Le comble de cette situation, somme toute incompréhensible, sont les attaques simultanées perpétrées ce 2 Mars à Ouagadougou, contre l’ambassade française et l’État-major des armées du Burkina. Le mode opératoire ne peut-être l’expression que de l’une des affirmations suivantes :

• Soit les groupes terroristes sont arrivés à un degré élevé de maturité et d’organisation qui leur permet de mener des attaques coordonnées de cette envergure.
• Soit les forces de sécurité nationales, africaines et étrangères sont impuissantes devant le phénomène.

Faut-il que nous nous résignions à admettre que tant que la force G5 sahel n’est pas mise au point, les groupes terroristes auront la main haute sur la situation ? Faut-il croire que la force G5 Sahel ferait mieux que les armées des pays concernés, que la MINUSMA et que BARKHANE réunies ? Difficile à croire.

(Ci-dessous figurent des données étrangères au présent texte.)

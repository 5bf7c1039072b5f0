use async_trait::async_trait;
use chrono::{DateTime, Utc};
use sqlx::{PgConnection, PgPool, Postgres, QueryBuilder, Transaction};
use uuid::Uuid;
use vellum_model::{
    MediaAsset, MediaAssetFilters, MediaAssetID, MediaAssetQuery,
    MediaAssetSortKey, OwnerID, Page,
};

use crate::{
    database::ports::media_assets::{
        MediaAssetRepository, MediaAssetTransaction,
    },
    error::{CatalogError, Result},
    query::{
        MediaAssetListing, ScopePredicate,
        postgres::{PgListable, fetch_page},
    },
};

macro_rules! asset_columns {
    () => {
        "id, owner_id, kind, status, title, description, storage_key, \
         file_size, mime_type, playlist_key, thumbnail_key, duration_seconds, \
         width, height, preview_playlist_key, waveform_key, \
         waveform_image_key, mezzanine_key, ready_variants, failure_reason, \
         created_at, updated_at, ready_at, deleted_at"
    };
}

/// Row-level lock taken by a scoped asset read.
#[derive(Debug, Clone, Copy, PartialEq, Eq)]
pub(crate) enum RowLock {
    None,
    Share,
    Update,
}

#[derive(Debug, sqlx::FromRow)]
pub struct MediaAssetRow {
    id: Uuid,
    owner_id: Uuid,
    kind: String,
    status: String,
    title: Option<String>,
    description: Option<String>,
    storage_key: String,
    file_size: i64,
    mime_type: String,
    playlist_key: Option<String>,
    thumbnail_key: Option<String>,
    duration_seconds: Option<i32>,
    width: Option<i32>,
    height: Option<i32>,
    preview_playlist_key: Option<String>,
    waveform_key: Option<String>,
    waveform_image_key: Option<String>,
    mezzanine_key: Option<String>,
    ready_variants: Vec<String>,
    failure_reason: Option<String>,
    created_at: DateTime<Utc>,
    updated_at: DateTime<Utc>,
    ready_at: Option<DateTime<Utc>>,
    deleted_at: Option<DateTime<Utc>>,
}

impl TryFrom<MediaAssetRow> for MediaAsset {
    type Error = CatalogError;

    fn try_from(row: MediaAssetRow) -> Result<Self> {
        Ok(MediaAsset {
            id: MediaAssetID(row.id),
            owner_id: OwnerID(row.owner_id),
            kind: row.kind.parse()?,
            status: row.status.parse()?,
            title: row.title,
            description: row.description,
            storage_key: row.storage_key,
            file_size: row.file_size,
            mime_type: row.mime_type,
            playlist_key: row.playlist_key,
            thumbnail_key: row.thumbnail_key,
            duration_seconds: row.duration_seconds,
            width: row.width,
            height: row.height,
            preview_playlist_key: row.preview_playlist_key,
            waveform_key: row.waveform_key,
            waveform_image_key: row.waveform_image_key,
            mezzanine_key: row.mezzanine_key,
            ready_variants: row.ready_variants,
            failure_reason: row.failure_reason,
            created_at: row.created_at,
            updated_at: row.updated_at,
            ready_at: row.ready_at,
            deleted_at: row.deleted_at,
        })
    }
}

/// Scoped read of one live asset. Foreign and soft-deleted rows read as
/// `None`.
pub(crate) async fn select_asset(
    conn: &mut PgConnection,
    id: MediaAssetID,
    owner_id: OwnerID,
    lock: RowLock,
) -> Result<Option<MediaAsset>> {
    let sql = match lock {
        RowLock::None => concat!(
            "SELECT ",
            asset_columns!(),
            " FROM media_assets WHERE id = $1 AND owner_id = $2 AND deleted_at IS NULL"
        ),
        RowLock::Share => concat!(
            "SELECT ",
            asset_columns!(),
            " FROM media_assets WHERE id = $1 AND owner_id = $2 AND deleted_at IS NULL FOR SHARE"
        ),
        RowLock::Update => concat!(
            "SELECT ",
            asset_columns!(),
            " FROM media_assets WHERE id = $1 AND owner_id = $2 AND deleted_at IS NULL FOR UPDATE"
        ),
    };

    let row = sqlx::query_as::<_, MediaAssetRow>(sql)
        .bind(id.to_uuid())
        .bind(owner_id.to_uuid())
        .fetch_optional(conn)
        .await
        .map_err(|e| {
            CatalogError::Internal(format!("Failed to load media asset: {}", e))
        })?;

    row.map(MediaAsset::try_from).transpose()
}

fn map_write_error(e: sqlx::Error, action: &str) -> CatalogError {
    if let Some(db_err) = e.as_database_error()
        && db_err.constraint() == Some("media_assets_ready_requires_rendition")
    {
        return CatalogError::validation(
            "status",
            "a ready asset needs a playlist, a thumbnail and a duration",
        );
    }
    CatalogError::Internal(format!("Failed to {} media asset: {}", action, e))
}

/// PostgreSQL-backed implementation of the `MediaAssetRepository` port.
#[derive(Clone, Debug)]
pub struct PostgresMediaAssetRepository {
    pool: PgPool,
}

impl PostgresMediaAssetRepository {
    pub fn new(pool: PgPool) -> Self {
        Self { pool }
    }

    fn pool(&self) -> &PgPool {
        &self.pool
    }
}

#[async_trait]
impl MediaAssetRepository for PostgresMediaAssetRepository {
    async fn begin(&self) -> Result<Box<dyn MediaAssetTransaction>> {
        let tx = self.pool().begin().await.map_err(|e| {
            CatalogError::Internal(format!(
                "Failed to start transaction: {}",
                e
            ))
        })?;
        Ok(Box::new(PostgresMediaAssetTransaction { tx }))
    }

    async fn find_asset(
        &self,
        id: MediaAssetID,
        owner_id: OwnerID,
    ) -> Result<Option<MediaAsset>> {
        let mut conn = self.pool().acquire().await.map_err(|e| {
            CatalogError::Internal(format!(
                "Failed to acquire connection: {}",
                e
            ))
        })?;
        select_asset(&mut conn, id, owner_id, RowLock::None).await
    }

    async fn list_assets(
        &self,
        owner_id: OwnerID,
        query: &MediaAssetQuery,
    ) -> Result<Page<MediaAsset>> {
        fetch_page::<MediaAssetListing>(
            self.pool(),
            &ScopePredicate::owner(owner_id),
            query,
            query.page,
        )
        .await
    }
}

pub struct PostgresMediaAssetTransaction {
    tx: Transaction<'static, Postgres>,
}

impl std::fmt::Debug for PostgresMediaAssetTransaction {
    fn fmt(&self, f: &mut std::fmt::Formatter<'_>) -> std::fmt::Result {
        f.debug_struct("PostgresMediaAssetTransaction").finish_non_exhaustive()
    }
}

#[async_trait]
impl MediaAssetTransaction for PostgresMediaAssetTransaction {
    async fn lock_asset(
        &mut self,
        id: MediaAssetID,
        owner_id: OwnerID,
    ) -> Result<Option<MediaAsset>> {
        select_asset(&mut self.tx, id, owner_id, RowLock::Update).await
    }

    async fn insert_asset(&mut self, asset: &MediaAsset) -> Result<MediaAsset> {
        let row = sqlx::query_as::<_, MediaAssetRow>(concat!(
            r#"
            INSERT INTO media_assets (
                id, owner_id, kind, status, title, description, storage_key,
                file_size, mime_type, playlist_key, thumbnail_key,
                duration_seconds, width, height, preview_playlist_key,
                waveform_key, waveform_image_key, mezzanine_key,
                ready_variants, failure_reason, created_at, updated_at,
                ready_at, deleted_at
            )
            VALUES (
                $1, $2, $3, $4, $5, $6, $7, $8, $9, $10, $11, $12, $13, $14,
                $15, $16, $17, $18, $19, $20, $21, $22, $23, $24
            )
            RETURNING "#,
            asset_columns!()
        ))
        .bind(asset.id.to_uuid())
        .bind(asset.owner_id.to_uuid())
        .bind(asset.kind.as_str())
        .bind(asset.status.as_str())
        .bind(&asset.title)
        .bind(&asset.description)
        .bind(&asset.storage_key)
        .bind(asset.file_size)
        .bind(&asset.mime_type)
        .bind(&asset.playlist_key)
        .bind(&asset.thumbnail_key)
        .bind(asset.duration_seconds)
        .bind(asset.width)
        .bind(asset.height)
        .bind(&asset.preview_playlist_key)
        .bind(&asset.waveform_key)
        .bind(&asset.waveform_image_key)
        .bind(&asset.mezzanine_key)
        .bind(&asset.ready_variants)
        .bind(&asset.failure_reason)
        .bind(asset.created_at)
        .bind(asset.updated_at)
        .bind(asset.ready_at)
        .bind(asset.deleted_at)
        .fetch_one(&mut *self.tx)
        .await
        .map_err(|e| map_write_error(e, "create"))?;

        MediaAsset::try_from(row)
    }

    async fn update_asset(&mut self, asset: &MediaAsset) -> Result<MediaAsset> {
        let row = sqlx::query_as::<_, MediaAssetRow>(concat!(
            r#"
            UPDATE media_assets
            SET status = $3,
                title = $4,
                description = $5,
                playlist_key = $6,
                thumbnail_key = $7,
                duration_seconds = $8,
                width = $9,
                height = $10,
                preview_playlist_key = $11,
                waveform_key = $12,
                waveform_image_key = $13,
                mezzanine_key = $14,
                ready_variants = $15,
                failure_reason = $16,
                updated_at = $17,
                ready_at = $18,
                deleted_at = $19
            WHERE id = $1 AND owner_id = $2
            RETURNING "#,
            asset_columns!()
        ))
        .bind(asset.id.to_uuid())
        .bind(asset.owner_id.to_uuid())
        .bind(asset.status.as_str())
        .bind(&asset.title)
        .bind(&asset.description)
        .bind(&asset.playlist_key)
        .bind(&asset.thumbnail_key)
        .bind(asset.duration_seconds)
        .bind(asset.width)
        .bind(asset.height)
        .bind(&asset.preview_playlist_key)
        .bind(&asset.waveform_key)
        .bind(&asset.waveform_image_key)
        .bind(&asset.mezzanine_key)
        .bind(&asset.ready_variants)
        .bind(&asset.failure_reason)
        .bind(asset.updated_at)
        .bind(asset.ready_at)
        .bind(asset.deleted_at)
        .fetch_optional(&mut *self.tx)
        .await
        .map_err(|e| map_write_error(e, "update"))?
        .ok_or_else(|| CatalogError::media_asset_not_found(asset.id))?;

        MediaAsset::try_from(row)
    }

    async fn commit(self: Box<Self>) -> Result<()> {
        self.tx.commit().await.map_err(|e| {
            CatalogError::Internal(format!(
                "Failed to commit transaction: {}",
                e
            ))
        })
    }
}

impl PgListable for MediaAssetListing {
    const TABLE: &'static str = "media_assets";
    const COLUMNS: &'static str = asset_columns!();
    const SEARCH_COLUMN: &'static str = "title";

    type Row = MediaAssetRow;

    fn push_filters(
        builder: &mut QueryBuilder<'static, Postgres>,
        filters: &MediaAssetFilters,
    ) {
        if let Some(kind) = filters.kind {
            builder.push(" AND kind = ").push_bind(kind.as_str());
        }
        if let Some(status) = filters.status {
            builder.push(" AND status = ").push_bind(status.as_str());
        }
    }

    fn sort_expression(key: MediaAssetSortKey) -> &'static str {
        match key {
            MediaAssetSortKey::CreatedAt => "created_at",
            MediaAssetSortKey::ReadyAt => "ready_at",
            MediaAssetSortKey::FileSize => "file_size",
            MediaAssetSortKey::Title => "title COLLATE \"C\"",
        }
    }

    fn decode(row: MediaAssetRow) -> Result<MediaAsset> {
        MediaAsset::try_from(row)
    }
}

Si l’on se fie aux informations jusqu’à présent disponibles, la force G5 Sahel mène aujourd’hui un combat loin du théâtre des opérations. Elle mène le combat pour son financement et non celui contre les groupes terroristes. Les seules victoires annoncées jusqu’à aujourd’hui ne concernent que les promesses de participation au financement de la force. Et si ces promesses tardent à se concrétiser (ce qui semble jusqu’à présent être le cas), devrons-nous admettre que les groupes terroristes continuent leur carnage ? 

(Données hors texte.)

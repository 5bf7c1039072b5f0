//! Helpers for tri-state patch fields.
//!
//! A nullable column is patched through `Option<Option<T>>`: absent leaves
//! the value alone, `null` clears it, anything else replaces it.

/// Maps a present field (including `null`) to `Some`, so serde's `default`
/// only covers the absent case.
#[cfg(feature = "serde")]
pub(crate) fn nullable<'de, T, D>(deserializer: D) -> Result<Option<Option<T>>, D::Error>
where
    T: serde::Deserialize<'de>,
    D: serde::Deserializer<'de>,
{
    <Option<T> as serde::Deserialize>::deserialize(deserializer).map(Some)
}

/// The replacement value of a tri-state field, if it sets one.
pub fn assigned<T>(field: &Option<Option<T>>) -> Option<&T> {
    field.as_ref().and_then(Option::as_ref)
}
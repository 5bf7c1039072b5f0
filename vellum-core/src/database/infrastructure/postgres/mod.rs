//! PostgreSQL infrastructure adapters implementing the database ports.

pub mod repositories;

pub use repositories::content_items::PostgresContentItemRepository;
pub use repositories::media_assets::PostgresMediaAssetRepository;
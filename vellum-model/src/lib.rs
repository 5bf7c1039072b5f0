//! Core data model definitions shared across Vellum crates.
#![allow(missing_docs)]

mod macros;

pub mod content_item;
pub mod error;
pub mod ids;
pub mod listing;
pub mod media_asset;
pub mod patch;
pub mod scope;

pub use content_item::{
    ContentItem, ContentItemDetails, ContentItemPatch, ContentKind,
    NewContentItem, PublicationStatus, Visibility,
};
pub use error::{ModelError, Result as ModelResult};
pub use ids::{ContentItemID, MediaAssetID, OrganizationID, OwnerID};
pub use listing::{
    ContentItemFilters, ContentItemQuery, ContentItemSortKey, ListQuery,
    MediaAssetFilters, MediaAssetQuery, MediaAssetSortKey, Page, PageRequest,
    SortDirection,
};
pub use media_asset::{
    MediaAsset, MediaAssetPatch, MediaAssetStatus, MediaKind, NewMediaAsset,
    ReadyRendition, TranscodingOutcome,
};
pub use scope::OwnershipScope;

Ne faut-il pas admettre que la solution est ailleurs et qu’il ne s’agit point de courir derrière le rassemblement des fonds pour une énième force à créer , mais plutôt de se tourner vers l’existant, pour l’opérationnaliser, le renforcer et le consolider ? Les pays touchés par la vague terroriste actuelle sont membres de la CEDEAO ou de la CEEAC, et ces deux communautés régionales, qui disposent de brigades dans le cadre des forces africaines en attente, doivent être les premières concernées. Ne leur revient-il pas d’être dans les premières lignes de la lutte contre ce terrorisme ? Que fait-on des unités de forces en attente dont ils disposent ? Si ces brigades manquent de moyens il serait préférable de leur dédier l’effort consacré aujourd’hui à de nouvelles structures (Force G5S ou GAR- SI, le Groupe d’Action Rapide de Surveillance et d’Intervention). Si l’on s’entête à créer une nouvelle force ad-hoc à chaque fois que surgit une menace, les structures de la force africaine en attente ne seront jamais utiles et jamais opérationnalisées. Elles seront condamnées à habiter le château de l’oubli.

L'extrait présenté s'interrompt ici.